Four Stars of New York strips
Here's the abridged report on great steaks -- a petite filet. Pick up the print edition today for the real deal meal.
Today's Four Stars column is a lesson in meat.
You need to know what makes a memorable cut of well-trimmed strip loin before we can even begin to talk about cooking and serving a great New York strip steak. And for that, we're going to the meat room at Michaels Restaurant in Rochester, where they cut and trim a steak like Michelangelo carved marble, with art and gusto.
"I'm a great strip eater," says Jim Pappas, manager of the 60-year-old downtown institution. Jim has worked in the various Michaels-related restaurants around the region since he has a kid.

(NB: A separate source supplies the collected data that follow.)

//! User handlers
//!
//! Passwords are hashed before they reach storage, on create and on update.

use super::{created, find, json_object, persist, render, require, ApiError, ApiResult};
use crate::services::password::hash_password;
use crate::AppState;
use axum::{
    body::Bytes,
    extract::{Path, State},
    http::{HeaderMap, StatusCode},
    Json,
};
use hbnb_core::{Entity, Model, User};
use serde_json::Value;
use tracing::info;

pub async fn create(
    State(state): State<AppState>,
    headers: HeaderMap,
    body: Bytes,
) -> ApiResult<(StatusCode, Json<Value>)> {
    let attrs = json_object(&headers, &body)?;
    require(&attrs, User::REQUIRED)?;

    let mut user = User::build(&attrs, &[])?;
    user.password = hash_password(&user.password).map_err(ApiError::internal)?;

    let entity: Entity = user.into();
    persist(&state, entity.clone()).await?;
    info!("Created {}", entity.key());
    created(&entity)
}

pub async fn update(
    State(state): State<AppState>,
    Path(id): Path<String>,
    headers: HeaderMap,
    body: Bytes,
) -> ApiResult<Json<Value>> {
    let mut user = find::<User>(&*state.storage, &id)?;
    let attrs = json_object(&headers, &body)?;
    user.update(&attrs)?;
    if attrs.contains_key("password") {
        user.password = hash_password(&user.password).map_err(ApiError::internal)?;
    }

    let entity: Entity = user.into();
    persist(&state, entity.clone()).await?;
    Ok(Json(render(&entity)?))
}
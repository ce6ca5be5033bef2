//! HBnB API server binary

use anyhow::{Context, Result};
use axum::{extract::Request, ServiceExt};
use hbnb_server::{app, config::ServerConfig, storage, AppState};
use tracing::{error, info};
use tracing_subscriber::EnvFilter;

#[tokio::main]
async fn main() {
    std::panic::set_hook(Box::new(|info| {
        let location = info
            .location()
            .map(|l| format!("{}:{}", l.file(), l.line()));
        let payload = if let Some(s) = info.payload().downcast_ref::<&str>() {
            s.to_string()
        } else if let Some(s) = info.payload().downcast_ref::<String>() {
            s.clone()
        } else {
            "Unknown panic".to_string()
        };
        eprintln!("[PANIC] at {:?}: {}", location, payload);
        tracing::error!("PANIC at {:?}: {}", location, payload);
    }));

    let filter = EnvFilter::try_from_default_env().unwrap_or_else(|_| EnvFilter::new("info"));
    if let Err(e) = tracing_subscriber::fmt().with_env_filter(filter).try_init() {
        eprintln!("[FATAL] Failed to initialize logging: {}", e);
        std::process::exit(1);
    }

    info!("Starting HBnB API server v{}", env!("CARGO_PKG_VERSION"));

    if let Err(e) = run_server().await {
        error!("Server failed: {:#}", e);
        std::process::exit(1);
    }
}

async fn run_server() -> Result<()> {
    let config = ServerConfig::from_env().context("Failed to load configuration")?;
    info!(
        "Config loaded: bind={}, storage={}",
        config.bind_address(),
        config.type_storage
    );

    let storage = storage::open(&config)
        .await
        .with_context(|| format!("Failed to open {} storage", config.type_storage))?;
    info!(
        "{} storage ready with {} objects",
        storage.name(),
        storage.count(None)
    );

    let router = app(AppState::new(storage));

    let listener = tokio::net::TcpListener::bind(config.bind_address())
        .await
        .context("Failed to bind to address")?;
    info!("Server listening on {}", config.bind_address());

    axum::serve(listener, ServiceExt::<Request>::into_make_service(router))
        .await
        .context("Server error")?;
    Ok(())
}
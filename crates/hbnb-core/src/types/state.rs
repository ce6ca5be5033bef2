//! State records

use super::{BaseFields, Entity, Kind, Model};
use serde::{Deserialize, Serialize};

#[derive(Debug, Clone, PartialEq, Serialize, Deserialize)]
pub struct State {
    #[serde(flatten)]
    pub base: BaseFields,
    #[serde(default)]
    pub name: String,
}

impl Model for State {
    const KIND: Kind = Kind::State;
    const REQUIRED: &'static [&'static str] = &["name"];
    const CREATE_FIELDS: &'static [&'static str] = &["name"];
    const UPDATE_FIELDS: &'static [&'static str] = &["name"];

    fn base(&self) -> &BaseFields {
        &self.base
    }

    fn base_mut(&mut self) -> &mut BaseFields {
        &mut self.base
    }

    fn from_entity(entity: Entity) -> Option<Self> {
        match entity {
            Entity::State(state) => Some(state),
            _ => None,
        }
    }
}

impl From<State> for Entity {
    fn from(state: State) -> Self {
        Entity::State(state)
    }
}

He has plenty of other work to do now but he spends some time each week cutting meat...
How does Jim like his New York strip? "With a real nice sear. That's the difference." It gets a brutal 700-degree searing in the broiler to char the surface slightly and lock in the flavor, he says, which sets it apart from a restaurant that might cook a thinner cut more gently.

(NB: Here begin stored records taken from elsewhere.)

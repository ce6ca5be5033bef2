//! Relationship resolver: parent -> dependents (State -> Cities,
//! City -> Places, Place -> Reviews)

use hbnb_core::{Entity, Kind, Storage};
use std::sync::Arc;
use tracing::debug;

/// How dependents are found, fixed when the resolver is built.
#[derive(Debug, Clone, Copy, PartialEq, Eq)]
pub enum Strategy {
    /// Read the engine's live back-reference index.
    BackReference,
    /// Filter every entity of the dependent kind by foreign key.
    Scan,
}

pub struct RelationResolver {
    storage: Arc<dyn Storage>,
    strategy: Strategy,
}

impl RelationResolver {
    pub fn new(storage: Arc<dyn Storage>) -> Self {
        let strategy = if storage.has_back_references() {
            Strategy::BackReference
        } else {
            Strategy::Scan
        };
        debug!(
            "Relation resolver for {} storage uses {:?}",
            storage.name(),
            strategy
        );
        Self { storage, strategy }
    }

    pub fn strategy(&self) -> Strategy {
        self.strategy
    }

    /// Dependents of `parent` of the given kind, in insertion order.
    pub fn children(&self, parent: &Entity, kind: Kind) -> Vec<Entity> {
        match self.strategy {
            Strategy::BackReference => self.storage.back_references(parent, kind),
            Strategy::Scan => scan(&*self.storage, parent, kind),
        }
    }
}

/// Every entity of `kind` whose foreign key names `parent`.
pub fn scan(storage: &dyn Storage, parent: &Entity, kind: Kind) -> Vec<Entity> {
    storage
        .all(Some(kind))
        .into_iter()
        .filter(|child| child.parent() == Some((parent.kind(), parent.id())))
        .collect()
}
//! Handlers shared by every resource family: list, show, update, delete

use super::{find, json_object, remove, persist, render, render_all, ApiResult};
use crate::AppState;
use axum::{
    body::Bytes,
    extract::{Path, State},
    http::HeaderMap,
    Json,
};
use hbnb_core::{Entity, Model};
use serde_json::{json, Value};
use tracing::info;

pub async fn list<T: Model>(State(state): State<AppState>) -> ApiResult<Json<Vec<Value>>> {
    render_all(state.storage.all(Some(T::KIND)))
}

pub async fn show<T: Model>(
    State(state): State<AppState>,
    Path(id): Path<String>,
) -> ApiResult<Json<Value>> {
    let record = find::<T>(&*state.storage, &id)?;
    Ok(Json(render(&record.into())?))
}

pub async fn update<T: Model>(
    State(state): State<AppState>,
    Path(id): Path<String>,
    headers: HeaderMap,
    body: Bytes,
) -> ApiResult<Json<Value>> {
    let mut record = find::<T>(&*state.storage, &id)?;
    let attrs = json_object(&headers, &body)?;
    record.update(&attrs)?;

    let entity: Entity = record.into();
    persist(&state, entity.clone()).await?;
    Ok(Json(render(&entity)?))
}

pub async fn destroy<T: Model>(
    State(state): State<AppState>,
    Path(id): Path<String>,
) -> ApiResult<Json<Value>> {
    let entity: Entity = find::<T>(&*state.storage, &id)?.into();
    remove(&state, &entity).await?;
    info!("Deleted {}", entity.key());
    Ok(Json(json!({})))
}
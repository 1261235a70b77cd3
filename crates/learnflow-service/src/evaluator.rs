//! Code quality evaluation.
//!
//! Scores four fixed dimensions out of 10 and folds them into an overall
//! score and letter grade. Efficiency is the only dimension driven by the
//! detected solution tier; the rest are flat baselines.

use learnflow_pipeline::model::{EvaluationReport, Feedback, GraphAnalysis, Metric};
use learnflow_pipeline::{PatternFlags, SolutionKind};

use crate::detector::Classification;

fn grade_for(overall: u8) -> &'static str {
    match overall {
        90..=u8::MAX => "A+",
        80..=89 => "A",
        70..=79 => "B+",
        60..=69 => "B",
        _ => "C",
    }
}

/// Produces the evaluation report for a classified submission.
#[must_use]
pub fn evaluate(flags: &PatternFlags, classification: &Classification) -> EvaluationReport {
    let solution_type = classification.solution_type;

    let mut correctness: i8 = 8;
    let mut efficiency: i8 = match solution_type {
        SolutionKind::Optimal => 9,
        SolutionKind::Better => 7,
        SolutionKind::BruteForce => 4,
    };
    let style: i8 = 7;
    let practices: i8 = 7;

    if flags.nested_loop {
        efficiency -= 2;
    }
    if flags.binary_search {
        correctness += 1;
    }
    efficiency = efficiency.clamp(3, 10);

    #[allow(clippy::cast_sign_loss, clippy::cast_possible_truncation)]
    let overall =
        (f32::from(correctness + efficiency + style + practices) * 2.5) as u8;

    // All dimension scores are clamped non-negative by this point.
    #[allow(clippy::cast_sign_loss)]
    let (correctness, efficiency, style, practices) = (
        correctness as u8,
        efficiency as u8,
        style as u8,
        practices as u8,
    );

    EvaluationReport {
        overall_score: overall,
        grade: grade_for(overall).to_string(),
        metrics: vec![
            Metric {
                name: "Algorithm Correctness".to_string(),
                score: correctness,
                max_score: 10,
                description: "Correct logic for identified problem".to_string(),
                suggestions: vec!["Add edge case handling".to_string()],
            },
            Metric {
                name: "Code Efficiency".to_string(),
                score: efficiency,
                max_score: 10,
                description: format!("Efficiency based on {solution_type} approach"),
                suggestions: vec![
                    "Reduce loops".to_string(),
                    "Use optimized methods".to_string(),
                ],
            },
            Metric {
                name: "Code Style".to_string(),
                score: style,
                max_score: 10,
                description: "Readable and structured".to_string(),
                suggestions: vec!["Add comments".to_string()],
            },
            Metric {
                name: "Best Practices".to_string(),
                score: practices,
                max_score: 10,
                description: "Standard coding conventions followed".to_string(),
                suggestions: vec!["Input validation".to_string()],
            },
        ],
        feedback: Feedback {
            strengths: vec![
                format!("Detected {solution_type} solution"),
                "Readable implementation".to_string(),
            ],
            improvements: vec![
                "Handle corner cases".to_string(),
                "Improve modularity".to_string(),
            ],
            recommendations: vec![
                "Use helper functions".to_string(),
                "Add documentation".to_string(),
            ],
        },
        graph_analysis: GraphAnalysis {
            ast_complexity: if flags.nested_loop { 12 } else { 6 },
            cfg_complexity: 8,
            semantic_similarity: if solution_type == SolutionKind::BruteForce {
                60
            } else {
                85
            },
        },
    }
}

#[cfg(test)]
#[allow(clippy::unwrap_used)]
mod tests {
    use super::*;

    fn classification(kind: SolutionKind) -> Classification {
        Classification {
            solution_type: kind,
            time_complexity: "O(n)",
            score: 70,
        }
    }

    #[test]
    fn test_optimal_binary_search_grades_highest() {
        let flags = PatternFlags {
            binary_search: true,
            while_loop: true,
            ..PatternFlags::default()
        };
        let report = evaluate(&flags, &classification(SolutionKind::Optimal));

        // correctness 9, efficiency 9, style 7, practices 7 -> 80, grade A.
        assert_eq!(report.overall_score, 80);
        assert_eq!(report.grade, "A");
        assert_eq!(report.metrics[0].score, 9);
        assert_eq!(report.graph_analysis.semantic_similarity, 85);
    }

    #[test]
    fn test_brute_force_with_nested_loops() {
        let flags = PatternFlags {
            nested_loop: true,
            ..PatternFlags::default()
        };
        let report = evaluate(&flags, &classification(SolutionKind::BruteForce));

        // efficiency 4 - 2 = 2, clamped to 3; 8+3+7+7 -> 62, grade B.
        assert_eq!(report.metrics[1].score, 3);
        assert_eq!(report.overall_score, 62);
        assert_eq!(report.grade, "B");
        assert_eq!(report.graph_analysis.ast_complexity, 12);
        assert_eq!(report.graph_analysis.semantic_similarity, 60);
    }

    #[test]
    fn test_better_tier_scores_mid() {
        let flags = PatternFlags {
            single_loop: true,
            ..PatternFlags::default()
        };
        let report = evaluate(&flags, &classification(SolutionKind::Better));

        // 8+7+7+7 -> 72, grade B+.
        assert_eq!(report.overall_score, 72);
        assert_eq!(report.grade, "B+");
        assert!(report.metrics[1].description.contains("better"));
        assert_eq!(report.graph_analysis.ast_complexity, 6);
    }

    #[test]
    fn test_grade_boundaries() {
        assert_eq!(grade_for(95), "A+");
        assert_eq!(grade_for(90), "A+");
        assert_eq!(grade_for(89), "A");
        assert_eq!(grade_for(70), "B+");
        assert_eq!(grade_for(60), "B");
        assert_eq!(grade_for(59), "C");
    }

    #[test]
    fn test_metrics_are_complete() {
        let report = evaluate(&PatternFlags::default(), &classification(SolutionKind::Better));
        assert_eq!(report.metrics.len(), 4);
        assert!(report.metrics.iter().all(|m| m.max_score == 10));
        assert_eq!(report.feedback.strengths.len(), 2);
    }
}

And how do I like it? Just like Jim: A thick slab of great beef, 14-16 ounces to make sure you're getting the best of the loin and that it'll be cooked properly, richly marbled to give it more flavor than a filet, not at all chewy — and if all that's true, you really don't want seasoning or glaze. You can just let the steak speak for itself, with a loud, long moo-o-o!
Four places that do it well are listed on Page D3: Michaels of course, as well as its neighbors, Chester's Kitchen & Bar and Pescara restaurant, and the Port restaurant at the St. James Hotel in Red Wing.
What's next for the Four Stars scholar? I promised a vegetarian option for August, so in that devein, I'll find four great places for shrimp — appetizer or entree, or if you know of a shrimp dessert, I'll try that too. Tell me where to taste it and I'm in.
That column runs Aug. 30.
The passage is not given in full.